How to complete this task: Repeat the listing in full. Nothing may be added or left out.

◆ ◆ ◆ ◆ ◆ ◆ ◆

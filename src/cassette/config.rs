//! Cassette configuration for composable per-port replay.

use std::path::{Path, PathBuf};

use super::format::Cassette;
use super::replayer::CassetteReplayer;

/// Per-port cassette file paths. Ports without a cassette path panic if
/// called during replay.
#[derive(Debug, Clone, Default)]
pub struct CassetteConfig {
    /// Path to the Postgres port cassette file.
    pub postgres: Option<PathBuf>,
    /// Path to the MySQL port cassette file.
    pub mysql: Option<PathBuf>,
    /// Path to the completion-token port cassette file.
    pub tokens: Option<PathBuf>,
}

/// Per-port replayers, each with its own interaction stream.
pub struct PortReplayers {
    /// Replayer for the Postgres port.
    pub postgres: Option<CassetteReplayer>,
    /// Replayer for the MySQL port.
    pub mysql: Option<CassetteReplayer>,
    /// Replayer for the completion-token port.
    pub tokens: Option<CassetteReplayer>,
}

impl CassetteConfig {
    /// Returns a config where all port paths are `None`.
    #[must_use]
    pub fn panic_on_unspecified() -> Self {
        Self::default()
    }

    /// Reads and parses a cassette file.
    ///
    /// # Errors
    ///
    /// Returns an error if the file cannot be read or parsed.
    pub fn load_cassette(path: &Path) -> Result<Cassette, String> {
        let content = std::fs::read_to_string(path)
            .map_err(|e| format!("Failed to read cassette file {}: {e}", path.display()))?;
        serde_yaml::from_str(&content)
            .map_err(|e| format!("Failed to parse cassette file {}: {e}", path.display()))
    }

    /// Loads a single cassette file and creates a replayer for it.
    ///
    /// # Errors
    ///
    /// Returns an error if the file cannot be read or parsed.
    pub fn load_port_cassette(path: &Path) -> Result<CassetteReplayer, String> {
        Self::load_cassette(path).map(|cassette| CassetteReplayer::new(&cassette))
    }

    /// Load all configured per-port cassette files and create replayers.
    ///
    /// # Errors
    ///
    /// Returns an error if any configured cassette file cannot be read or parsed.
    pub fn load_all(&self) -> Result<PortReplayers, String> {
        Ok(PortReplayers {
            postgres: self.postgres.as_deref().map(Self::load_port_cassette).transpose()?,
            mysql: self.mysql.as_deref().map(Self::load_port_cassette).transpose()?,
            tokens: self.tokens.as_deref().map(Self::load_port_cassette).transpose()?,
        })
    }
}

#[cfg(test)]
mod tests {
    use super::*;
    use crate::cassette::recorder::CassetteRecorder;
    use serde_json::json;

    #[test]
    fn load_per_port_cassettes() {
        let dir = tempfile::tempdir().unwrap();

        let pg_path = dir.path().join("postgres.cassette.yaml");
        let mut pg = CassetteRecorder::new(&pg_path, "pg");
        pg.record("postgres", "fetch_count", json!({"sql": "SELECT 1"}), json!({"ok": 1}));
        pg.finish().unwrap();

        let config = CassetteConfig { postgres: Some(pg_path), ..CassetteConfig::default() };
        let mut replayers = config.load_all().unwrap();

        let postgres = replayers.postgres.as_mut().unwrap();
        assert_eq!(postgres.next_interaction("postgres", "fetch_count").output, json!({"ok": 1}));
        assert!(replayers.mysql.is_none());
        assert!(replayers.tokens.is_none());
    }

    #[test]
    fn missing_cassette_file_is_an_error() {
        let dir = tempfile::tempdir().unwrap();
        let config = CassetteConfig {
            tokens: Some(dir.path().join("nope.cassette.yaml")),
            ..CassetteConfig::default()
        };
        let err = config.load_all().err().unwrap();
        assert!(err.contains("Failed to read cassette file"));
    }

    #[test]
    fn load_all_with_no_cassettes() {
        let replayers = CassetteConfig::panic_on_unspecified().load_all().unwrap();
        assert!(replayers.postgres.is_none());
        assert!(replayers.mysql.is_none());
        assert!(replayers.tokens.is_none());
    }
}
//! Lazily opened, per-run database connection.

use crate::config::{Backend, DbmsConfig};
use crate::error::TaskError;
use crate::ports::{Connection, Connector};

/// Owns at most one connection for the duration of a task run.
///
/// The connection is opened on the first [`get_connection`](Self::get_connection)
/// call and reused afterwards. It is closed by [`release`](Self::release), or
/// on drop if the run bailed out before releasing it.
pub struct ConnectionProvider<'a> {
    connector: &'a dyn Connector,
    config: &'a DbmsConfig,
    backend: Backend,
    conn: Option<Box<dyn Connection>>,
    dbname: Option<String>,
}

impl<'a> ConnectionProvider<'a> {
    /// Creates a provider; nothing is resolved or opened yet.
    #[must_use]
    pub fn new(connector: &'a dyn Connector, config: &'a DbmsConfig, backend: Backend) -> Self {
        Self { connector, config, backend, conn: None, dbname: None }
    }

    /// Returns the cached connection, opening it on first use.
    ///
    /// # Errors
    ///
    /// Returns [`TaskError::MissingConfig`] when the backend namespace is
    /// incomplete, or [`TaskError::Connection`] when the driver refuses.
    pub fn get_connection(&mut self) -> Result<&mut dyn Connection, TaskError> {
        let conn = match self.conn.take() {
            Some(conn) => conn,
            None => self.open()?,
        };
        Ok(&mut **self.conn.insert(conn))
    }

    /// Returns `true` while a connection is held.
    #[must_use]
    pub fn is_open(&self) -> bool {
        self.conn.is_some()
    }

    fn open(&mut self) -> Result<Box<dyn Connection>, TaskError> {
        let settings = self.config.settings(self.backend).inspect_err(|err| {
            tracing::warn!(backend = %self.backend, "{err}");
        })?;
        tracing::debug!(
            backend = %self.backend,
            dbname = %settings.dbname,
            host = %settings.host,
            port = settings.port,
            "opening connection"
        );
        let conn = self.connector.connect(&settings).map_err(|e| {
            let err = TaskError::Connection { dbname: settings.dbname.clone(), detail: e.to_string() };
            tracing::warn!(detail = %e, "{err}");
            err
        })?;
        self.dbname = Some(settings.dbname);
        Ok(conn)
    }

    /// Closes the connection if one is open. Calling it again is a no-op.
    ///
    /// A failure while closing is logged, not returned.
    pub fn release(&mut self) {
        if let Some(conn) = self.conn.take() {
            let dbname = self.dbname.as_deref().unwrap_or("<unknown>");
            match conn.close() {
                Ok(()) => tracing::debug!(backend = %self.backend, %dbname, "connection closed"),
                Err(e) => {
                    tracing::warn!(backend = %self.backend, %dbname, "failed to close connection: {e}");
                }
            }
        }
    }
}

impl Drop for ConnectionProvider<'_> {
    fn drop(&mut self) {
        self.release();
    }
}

◆ ◆ ◆ ◆ ◆ ◆ ◆

Exercise result:
filename src/cassette/config.rs
//! Cassette configuration for composable per-port replay.

use std::path::{Path, PathBuf};

use super::format::Cassette;
use super::replayer::CassetteReplayer;

/// Per-port cassette file paths. Ports without a cassette path panic if
/// called during replay.
#[derive(Debug, Clone, Default)]
pub struct CassetteConfig {
    /// Path to the Postgres port cassette file.
    pub postgres: Option<PathBuf>,
    /// Path to the MySQL port cassette file.
    pub mysql: Option<PathBuf>,
    /// Path to the completion-token port cassette file.
    pub tokens: Option<PathBuf>,
}

/// Per-port replayers, each with its own interaction stream.
pub struct PortReplayers {
    /// Replayer for the Postgres port.
    pub postgres: Option<CassetteReplayer>,
    /// Replayer for the MySQL port.
    pub mysql: Option<CassetteReplayer>,
    /// Replayer for the completion-token port.
    pub tokens: Option<CassetteReplayer>,
}

impl CassetteConfig {
    /// Returns a config where all port paths are `None`.
    #[must_use]
    pub fn panic_on_unspecified() -> Self {
        Self::default()
    }

    /// Reads and parses a cassette file.
    ///
    /// # Errors
    ///
    /// Returns an error if the file cannot be read or parsed.
    pub fn load_cassette(path: &Path) -> Result<Cassette, String> {
        let content = std::fs::read_to_string(path)
            .map_err(|e| format!("Failed to read cassette file {}: {e}", path.display()))?;
        serde_yaml::from_str(&content)
            .map_err(|e| format!("Failed to parse cassette file {}: {e}", path.display()))
    }

    /// Loads a single cassette file and creates a replayer for it.
    ///
    /// # Errors
    ///
    /// Returns an error if the file cannot be read or parsed.
    pub fn load_port_cassette(path: &Path) -> Result<CassetteReplayer, String> {
        Self::load_cassette(path).map(|cassette| CassetteReplayer::new(&cassette))
    }

    /// Load all configured per-port cassette files and create replayers.
    ///
    /// # Errors
    ///
    /// Returns an error if any configured cassette file cannot be read or parsed.
    pub fn load_all(&self) -> Result<PortReplayers, String> {
        Ok(PortReplayers {
            postgres: self.postgres.as_deref().map(Self::load_port_cassette).transpose()?,
            mysql: self.mysql.as_deref().map(Self::load_port_cassette).transpose()?,
            tokens: self.tokens.as_deref().map(Self::load_port_cassette).transpose()?,
        })
    }
}

#[cfg(test)]
mod tests {
    use super::*;
    use crate::cassette::recorder::CassetteRecorder;
    use serde_json::json;

    #[test]
    fn load_per_port_cassettes() {
        let dir = tempfile::tempdir().unwrap();

        let pg_path = dir.path().join("postgres.cassette.yaml");
        let mut pg = CassetteRecorder::new(&pg_path, "pg");
        pg.record("postgres", "fetch_count", json!({"sql": "SELECT 1"}), json!({"ok": 1}));
        pg.finish().unwrap();

        let config = CassetteConfig { postgres: Some(pg_path), ..CassetteConfig::default() };
        let mut replayers = config.load_all().unwrap();

        let postgres = replayers.postgres.as_mut().unwrap();
        assert_eq!(postgres.next_interaction("postgres", "fetch_count").output, json!({"ok": 1}));
        assert!(replayers.mysql.is_none());
        assert!(replayers.tokens.is_none());
    }

    #[test]
    fn missing_cassette_file_is_an_error() {
        let dir = tempfile::tempdir().unwrap();
        let config = CassetteConfig {
            tokens: Some(dir.path().join("nope.cassette.yaml")),
            ..CassetteConfig::default()
        };
        let err = config.load_all().err().unwrap();
        assert!(err.contains("Failed to read cassette file"));
    }

    #[test]
    fn load_all_with_no_cassettes() {
        let replayers = CassetteConfig::panic_on_unspecified().load_all().unwrap();
        assert!(replayers.postgres.is_none());
        assert!(replayers.mysql.is_none());
        assert!(replayers.tokens.is_none());
    }
}
//! Lazily opened, per-run database connection.

use crate::config::{Backend, DbmsConfig};
use crate::error::TaskError;
use crate::ports::{Connection, Connector};

/// Owns at most one connection for the duration of a task run.
///
/// The connection is opened on the first [`get_connection`](Self::get_connection)
/// call and reused afterwards. It is closed by [`release`](Self::release), or
/// on drop if the run bailed out before releasing it.
pub struct ConnectionProvider<'a> {
    connector: &'a dyn Connector,
    config: &'a DbmsConfig,
    backend: Backend,
    conn: Option<Box<dyn Connection>>,
    dbname: Option<String>,
}

impl<'a> ConnectionProvider<'a> {
    /// Creates a provider; nothing is resolved or opened yet.
    #[must_use]
    pub fn new(connector: &'a dyn Connector, config: &'a DbmsConfig, backend: Backend) -> Self {
        Self { connector, config, backend, conn: None, dbname: None }
    }

    /// Returns the cached connection, opening it on first use.
    ///
    /// # Errors
    ///
    /// Returns [`TaskError::MissingConfig`] when the backend namespace is
    /// incomplete, or [`TaskError::Connection`] when the driver refuses.
    pub fn get_connection(&mut self) -> Result<&mut dyn Connection, TaskError> {
        let conn = match self.conn.take() {
            Some(conn) => conn,
            None => self.open()?,
        };
        Ok(&mut **self.conn.insert(conn))
    }

    /// Returns `true` while a connection is held.
    #[must_use]
    pub fn is_open(&self) -> bool {
        self.conn.is_some()
    }

    fn open(&mut self) -> Result<Box<dyn Connection>, TaskError> {
        let settings = self.config.settings(self.backend).inspect_err(|err| {
            tracing::warn!(backend = %self.backend, "{err}");
        })?;
        tracing::debug!(
            backend = %self.backend,
            dbname = %settings.dbname,
            host = %settings.host,
            port = settings.port,
            "opening connection"
        );
        let conn = self.connector.connect(&settings).map_err(|e| {
            let err = TaskError::Connection { dbname: settings.dbname.clone(), detail: e.to_string() };
            tracing::warn!(detail = %e, "{err}");
            err
        })?;
        self.dbname = Some(settings.dbname);
        Ok(conn)
    }

    /// Closes the connection if one is open. Calling it again is a no-op.
    ///
    /// A failure while closing is logged, not returned.
    pub fn release(&mut self) {
        if let Some(conn) = self.conn.take() {
            let dbname = self.dbname.as_deref().unwrap_or("<unknown>");
            match conn.close() {
                Ok(()) => tracing::debug!(backend = %self.backend, %dbname, "connection closed"),
                Err(e) => {
                    tracing::warn!(backend = %self.backend, %dbname, "failed to close connection: {e}");
                }
            }
        }
    }
}

impl Drop for ConnectionProvider<'_> {
    fn drop(&mut self) {
        self.release();
    }
}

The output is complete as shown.